This Amendment No. 1 amends and supplements the Schedule 13D filed on January 7, 2010 by
Tongling Nonferrous Metals Group Holdings Co., Ltd., China Railway Construction Corporation Limited
and CRCC-Tongguan Investment Co., Ltd. (the Statement) relating to the common shares, without par
value, of Corriente Resources Inc., a corporation incorporated under the laws of the Province of
British Columbia, Canada.

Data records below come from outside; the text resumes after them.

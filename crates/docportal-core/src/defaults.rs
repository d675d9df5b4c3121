//! Centralized default constants for docportal.
//!
//! **This module is the single source of truth** for shared default values.
//! Crates reference these constants instead of defining their own magic
//! numbers.

use crate::models::DocumentCategory;

// =============================================================================
// NOVELTY
// =============================================================================

/// Trailing window, in calendar months, during which a document counts as new.
pub const NEW_WINDOW_MONTHS: u32 = 3;

// =============================================================================
// RECENTLY VIEWED
// =============================================================================

/// Maximum number of recently viewed documents retained.
pub const RECENT_ITEMS_MAX: usize = 10;

/// Number of recently viewed documents shown in the sidebar widget
/// before a "View All" link appears.
pub const RECENT_WIDGET_LIMIT: usize = 5;

// =============================================================================
// STORAGE
// =============================================================================

/// Local storage key holding the favorites id list.
pub const FAVORITES_KEY: &str = "amf-favorites";

/// Local storage key holding the recently viewed document list.
pub const RECENT_DOCUMENTS_KEY: &str = "amf-recent-documents";

/// Default directory for file-backed local storage.
pub const DEFAULT_DATA_DIR: &str = ".docportal";

// =============================================================================
// BROWSING
// =============================================================================

/// Category tab selected when the documentation page opens.
pub const DEFAULT_CATEGORY: DocumentCategory = DocumentCategory::Manuals;
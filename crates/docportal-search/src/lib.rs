//! # docportal-search
//!
//! Document query engine for docportal.
//!
//! Turns the catalog plus the viewer's current criteria into the exact,
//! annotated sequence of documents the documentation browser renders:
//!
//! 1. category filter
//! 2. machine scope filter
//! 3. case-insensitive text filter on filename and serial number
//! 4. favorite and novelty annotation
//! 5. optional three-state column sort
//!
//! Also provides the row selection contract behind bulk download, the
//! machine listing search/sort, and the cross-entity global search.

pub mod global;
pub mod machines;
pub mod query;
pub mod selection;
pub mod sort;

pub use global::{search_all, GlobalSearchResults};
pub use machines::{filter_machines, sort_machines, MachineSort};
pub use query::{DocumentQuery, QueryEngine};
pub use selection::Selection;
pub use sort::{SortDirection, SortField, SortIndicator, SortState};
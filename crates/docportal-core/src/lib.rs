//! # docportal-core
//!
//! Core types, traits, and abstractions for the docportal library.
//!
//! This crate provides the document and machine data model, the date
//! normalizer every date comparison and display funnels through, file type
//! classification, catalog ingestion, and the store traits that the query
//! engine and persistence layer meet at.

pub mod catalog;
pub mod dates;
pub mod defaults;
pub mod error;
pub mod file_kind;
pub mod logging;
pub mod models;
pub mod traits;

// Re-export commonly used types at crate root
pub use catalog::Catalog;
pub use dates::{DateNormalizer, ParsedDate};
pub use error::{Error, Result};
pub use file_kind::{FileIcon, FileKind};
pub use models::*;
pub use traits::*;
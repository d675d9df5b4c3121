//! Key-value storage backends.
//!
//! A [`KeyValueStorage`] maps string keys to string values, the same shape
//! as browser local storage. [`FileStorage`] keeps one file per key under a
//! data directory; [`MemoryStorage`] keeps values in a map for the life of
//! the process.

use std::collections::HashMap;
use std::fs;
use std::io::Write;
use std::path::{Path, PathBuf};

use docportal_core::{Error, Result};
use serde::de::DeserializeOwned;
use tracing::{debug, warn};

/// String key-value storage.
pub trait KeyValueStorage {
    /// Stored value for `key`, or `None` when nothing has been written.
    fn get(&self, key: &str) -> Result<Option<String>>;

    fn set(&mut self, key: &str, value: &str) -> Result<()>;

    /// Remove `key`. Removing a missing key is not an error.
    fn remove(&mut self, key: &str) -> Result<()>;
}

/// Keys become file names, so only a conservative character set is allowed.
fn validate_key(key: &str) -> Result<()> {
    let valid = !key.is_empty()
        && key
            .chars()
            .all(|c| c.is_ascii_alphanumeric() || c == '-' || c == '_' || c == '.')
        && !key.starts_with('.');
    if valid {
        Ok(())
    } else {
        Err(Error::InvalidInput(format!("invalid storage key: {key:?}")))
    }
}

// =============================================================================
// FILE STORAGE
// =============================================================================

/// Filesystem storage backend.
///
/// Path format: `{base_path}/{key}.json`. Writes go to a temp file that is
/// renamed over the target, so a crash never leaves a half-written value.
#[derive(Debug, Clone)]
pub struct FileStorage {
    base_path: PathBuf,
}

impl FileStorage {
    /// Create a file storage rooted at `base_path`. The directory is created
    /// on first write.
    pub fn new(base_path: impl Into<PathBuf>) -> Self {
        Self {
            base_path: base_path.into(),
        }
    }

    pub fn base_path(&self) -> &Path {
        &self.base_path
    }

    fn full_path(&self, key: &str) -> PathBuf {
        self.base_path.join(format!("{key}.json"))
    }
}

impl KeyValueStorage for FileStorage {
    fn get(&self, key: &str) -> Result<Option<String>> {
        validate_key(key)?;
        let full_path = self.full_path(key);
        match fs::read_to_string(&full_path) {
            Ok(value) => Ok(Some(value)),
            Err(e) if e.kind() == std::io::ErrorKind::NotFound => Ok(None),
            Err(e) => {
                warn!(
                    subsystem = "store",
                    component = "file_storage",
                    storage_path = %full_path.display(),
                    error = %e,
                    "file_storage: read failed"
                );
                Err(e.into())
            }
        }
    }

    fn set(&mut self, key: &str, value: &str) -> Result<()> {
        validate_key(key)?;
        let full_path = self.full_path(key);
        debug!(
            subsystem = "store",
            component = "file_storage",
            storage_key = key,
            storage_path = %full_path.display(),
            size = value.len(),
            "file_storage: write"
        );

        fs::create_dir_all(&self.base_path).map_err(|e| {
            warn!(parent = %self.base_path.display(), error = %e, "file_storage: create_dir_all failed");
            e
        })?;

        // Atomic write: temp file + rename
        let temp_path = full_path.with_extension("tmp");
        let result = write_temp(&temp_path, value.as_bytes()).and_then(|()| {
            fs::rename(&temp_path, &full_path).map_err(|e| {
                warn!(from = %temp_path.display(), to = %full_path.display(), error = %e, "file_storage: rename failed");
                e
            })
        });

        if let Err(e) = result {
            let _ = fs::remove_file(&temp_path); // Best-effort cleanup
            return Err(e.into());
        }
        Ok(())
    }

    fn remove(&mut self, key: &str) -> Result<()> {
        validate_key(key)?;
        match fs::remove_file(self.full_path(key)) {
            Ok(()) => Ok(()),
            Err(e) if e.kind() == std::io::ErrorKind::NotFound => Ok(()),
            Err(e) => Err(e.into()),
        }
    }
}

fn write_temp(temp_path: &Path, data: &[u8]) -> std::io::Result<()> {
    let mut file = fs::File::create(temp_path).map_err(|e| {
        warn!(temp_path = %temp_path.display(), error = %e, "file_storage: File::create failed");
        e
    })?;
    file.write_all(data).map_err(|e| {
        warn!(error = %e, "file_storage: write_all failed");
        e
    })?;
    file.sync_all()
}

// =============================================================================
// MEMORY STORAGE
// =============================================================================

/// In-process storage. Values are lost when the value is dropped.
#[derive(Debug, Clone, Default)]
pub struct MemoryStorage {
    values: HashMap<String, String>,
}

impl MemoryStorage {
    pub fn new() -> Self {
        Self::default()
    }
}

impl KeyValueStorage for MemoryStorage {
    fn get(&self, key: &str) -> Result<Option<String>> {
        Ok(self.values.get(key).cloned())
    }

    fn set(&mut self, key: &str, value: &str) -> Result<()> {
        self.values.insert(key.to_string(), value.to_string());
        Ok(())
    }

    fn remove(&mut self, key: &str) -> Result<()> {
        self.values.remove(key);
        Ok(())
    }
}

/// Read and decode the JSON value under `key`.
///
/// Missing keys, unreadable storage and corrupt JSON all yield
/// `T::default()`; the latter two are logged at WARN.
pub fn load_json<T, S>(storage: &S, key: &str) -> T
where
    T: DeserializeOwned + Default,
    S: KeyValueStorage + ?Sized,
{
    let raw = match storage.get(key) {
        Ok(Some(raw)) => raw,
        Ok(None) => return T::default(),
        Err(e) => {
            warn!(
                subsystem = "store",
                storage_key = key,
                error = %e,
                "Storage read failed, starting empty"
            );
            return T::default();
        }
    };

    match serde_json::from_str(&raw) {
        Ok(value) => value,
        Err(e) => {
            warn!(
                subsystem = "store",
                storage_key = key,
                error = %e,
                "Corrupt stored value, starting empty"
            );
            T::default()
        }
    }
}
//! Core data models for docportal.

use serde::{Deserialize, Serialize};

// =============================================================================
// DOCUMENT CATEGORY
// =============================================================================

/// Closed set of documentation categories, in tab order.
#[derive(Debug, Clone, Copy, PartialEq, Eq, Hash, PartialOrd, Ord, Serialize, Deserialize)]
#[serde(rename_all = "kebab-case")]
pub enum DocumentCategory {
    CustomDocumentation,
    Manuals,
    MechanicalDrawings,
    ElectricalDrawings,
    Boms,
    Translations,
    Certificates,
    Training,
}

impl DocumentCategory {
    /// Every category in the order the tabs are rendered.
    pub const ALL: [DocumentCategory; 8] = [
        Self::CustomDocumentation,
        Self::Manuals,
        Self::MechanicalDrawings,
        Self::ElectricalDrawings,
        Self::Boms,
        Self::Translations,
        Self::Certificates,
        Self::Training,
    ];

    /// Kebab-case tag used in catalog data and URLs.
    pub fn as_str(&self) -> &'static str {
        match self {
            Self::CustomDocumentation => "custom-documentation",
            Self::Manuals => "manuals",
            Self::MechanicalDrawings => "mechanical-drawings",
            Self::ElectricalDrawings => "electrical-drawings",
            Self::Boms => "boms",
            Self::Translations => "translations",
            Self::Certificates => "certificates",
            Self::Training => "training",
        }
    }

    /// Caption shown on the category tab.
    pub fn label(&self) -> &'static str {
        match self {
            Self::CustomDocumentation => "Custom Documentation",
            Self::Manuals => "Manuals",
            Self::MechanicalDrawings => "Mechanical Drawings",
            Self::ElectricalDrawings => "Electrical Drawings",
            Self::Boms => "BOMs",
            Self::Translations => "Translations",
            Self::Certificates => "Certificates",
            Self::Training => "Training",
        }
    }

    /// True for tabs that navigate to their own page instead of filtering
    /// the document table.
    pub fn is_link(&self) -> bool {
        matches!(self, Self::Training)
    }
}

impl std::fmt::Display for DocumentCategory {
    fn fmt(&self, f: &mut std::fmt::Formatter<'_>) -> std::fmt::Result {
        f.write_str(self.as_str())
    }
}

impl std::str::FromStr for DocumentCategory {
    type Err = crate::Error;

    /// Exact, case-sensitive match on the kebab-case tag. Catalog tags are
    /// not normalized; anything else is a data-integrity error.
    fn from_str(s: &str) -> std::result::Result<Self, Self::Err> {
        Self::ALL
            .iter()
            .copied()
            .find(|c| c.as_str() == s)
            .ok_or_else(|| crate::Error::UnknownCategory(s.to_string()))
    }
}

// =============================================================================
// DOCUMENTS
// =============================================================================

/// One retrievable file associated with a machine or a general topic.
///
/// Records are immutable for the lifetime of a session. Favorite and novelty
/// flags are derived per query and live on [`AnnotatedDocument`].
#[derive(Debug, Clone, PartialEq, Eq, Serialize, Deserialize)]
#[serde(rename_all = "camelCase")]
pub struct DocumentRecord {
    pub id: String,
    pub filename: String,
    /// Short type tag ("pdf", "mp4", "html", "txt"), case-insensitive.
    pub file_type: String,
    #[serde(default, skip_serializing_if = "Option::is_none")]
    pub file_size: Option<String>,
    #[serde(default, skip_serializing_if = "Option::is_none")]
    pub upload_date: Option<String>,
    /// `MM-DD-YYYY` or a standard date/time string.
    pub date_modified: String,
    /// Empty for documents not tied to a specific machine.
    pub serial_number: String,
    #[serde(default, skip_serializing_if = "Option::is_none")]
    pub machine_id: Option<String>,
    pub category: DocumentCategory,
    #[serde(default)]
    pub file_url: String,
}

/// A document record with its per-session derived flags.
#[derive(Debug, Clone, PartialEq, Eq, Serialize, Deserialize)]
#[serde(rename_all = "camelCase")]
pub struct AnnotatedDocument {
    #[serde(flatten)]
    pub document: DocumentRecord,
    pub is_favorite: bool,
    pub is_new: bool,
}

impl AnnotatedDocument {
    pub fn id(&self) -> &str {
        &self.document.id
    }
}

// =============================================================================
// RECENTLY VIEWED
// =============================================================================

/// A document the user opened, as retained by the recently viewed store.
#[derive(Debug, Clone, PartialEq, Eq, Serialize, Deserialize)]
#[serde(rename_all = "camelCase")]
pub struct RecentDocument {
    pub id: String,
    pub filename: String,
    pub file_type: String,
    /// RFC 3339 timestamp of the view.
    pub viewed_at: String,
}

/// A view to record; the store stamps `viewed_at`.
#[derive(Debug, Clone, PartialEq, Eq)]
pub struct RecentEntry {
    pub id: String,
    pub filename: String,
    pub file_type: String,
}

impl From<&DocumentRecord> for RecentEntry {
    fn from(doc: &DocumentRecord) -> Self {
        Self {
            id: doc.id.clone(),
            filename: doc.filename.clone(),
            file_type: doc.file_type.clone(),
        }
    }
}

// =============================================================================
// MACHINES
// =============================================================================

/// Operational status of a machine.
#[derive(Debug, Clone, Copy, PartialEq, Eq, Serialize, Deserialize)]
#[serde(rename_all = "lowercase")]
pub enum MachineStatus {
    Operational,
    Maintenance,
    Offline,
}

/// A piece of installed equipment.
#[derive(Debug, Clone, PartialEq, Eq, Serialize, Deserialize)]
#[serde(rename_all = "camelCase")]
pub struct Machine {
    pub id: String,
    pub name: String,
    pub serial_number: String,
    #[serde(default, skip_serializing_if = "Option::is_none")]
    pub image_url: Option<String>,
    pub status: MachineStatus,
    pub installation_date: String,
    pub location: String,
    #[serde(default)]
    pub is_new: bool,
    #[serde(default)]
    pub document_count: u32,
}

Unless otherwise indicated, all capitalized terms used herein shall have the
meanings given to them in the Statement, and unless amended or supplemented hereby, all information
previously filed remains in effect.
Item 2. Identity and Background
Item 2 of the Statement is hereby amended by deleting the first two sentences of the
first paragraph thereof and inserting the following:
This Schedule 13D is being jointly filed by Tongling Nonferrous Metals Group Holdings Co.,
Ltd., a corporation incorporated under the laws of the Peoples Republic of China (Tongling),
China Railway Construction Corporation Limited, a corporation incorporated under the laws of
Peoples Republic of China (CRCC), CRCC-Tongguan Investment Co., Ltd., a corporation incorporated
under the laws of the Peoples Republic of China (the Offeror), and CRCC-Tongguan Investment
(Canada) Co., Ltd., a corporation incorporated under the laws of the Province of British Columbia
(BC Offeror and, together with Tongling, CRCC and the Offeror, the Reporting Persons). The
Reporting Persons have entered into an Amended and Restated Joint Filing Agreement, dated February 1, 2010, a copy of which is filed herewith as Exhibit 99.4, and is incorporated by reference.
Item 2 of the Statement is hereby amended by adding the following paragraph immediately
following the fourth paragraph thereof:
BC Offeror is a wholly-owned
direct subsidiary of the Offeror. BC Offeror was incorporated under
the laws of the Province of British Columbia on December 30, 2009. BC Offeror has not carried on
any material business or activity prior to the date hereof other than in connection with matters
directly related to the transactions described in Item 4 hereof. The address of the registered and
principal office of BC Offeror is 25th Floor, 700 West Georgia Street, Vancouver,
British Columbia, Canada V7Y 1B3.
Schedule I to the Statement is amended and restated in its entirety to read as set forth on
Schedule I hereto.
Page 6 of 19
Item 3. Source and Amount of Funds or Other Consideration
The last sentence of Item 3 of the
Statement is hereby deleted and replaced with the following:
In addition to
existing cash resources that the Offeror, Tongling and CRCC
have available, the Offeror has received a commitment letter (the Commitment Letter), dated January 28, 2010, from the Bank of China for a loan of up to US$300 million for purposes of funding the
Offer. The loan will be subject to the condition that all relevant governmental and regulatory approvals that are
required to be obtained in connection with the Offer be obtained or otherwise satisfied and terms customary
for such loan transactions. The interest rate for the loan will be settled
between the Offeror and the Bank of China at the time when the
formal loan agreement is entered into and the loan may be repaid at
any time without penalty. The foregoing summary of the Commitment Letter does not purport to be complete and it is
qualified in its entirety by reference to the complete text of the Commitment Letter, which is filed as Exhibit 99.7 hereto,
and is incorporated herein by reference.
Item 4. Purpose of Transaction
The fourth paragraph of Item 4 of the Statement is hereby deleted and replaced in its entirety
with the following:
In accordance with the Support Agreement, on January 25, 2010, the Offeror
assigned its rights under the Support Agreement to BC Offeror pursuant to an assignment and
assumption agreement (the Assignment Agreement). As a result, BC Offeror became entitled to all
the rights and assumed all the obligations under the Support Agreement as the Offeror thereunder.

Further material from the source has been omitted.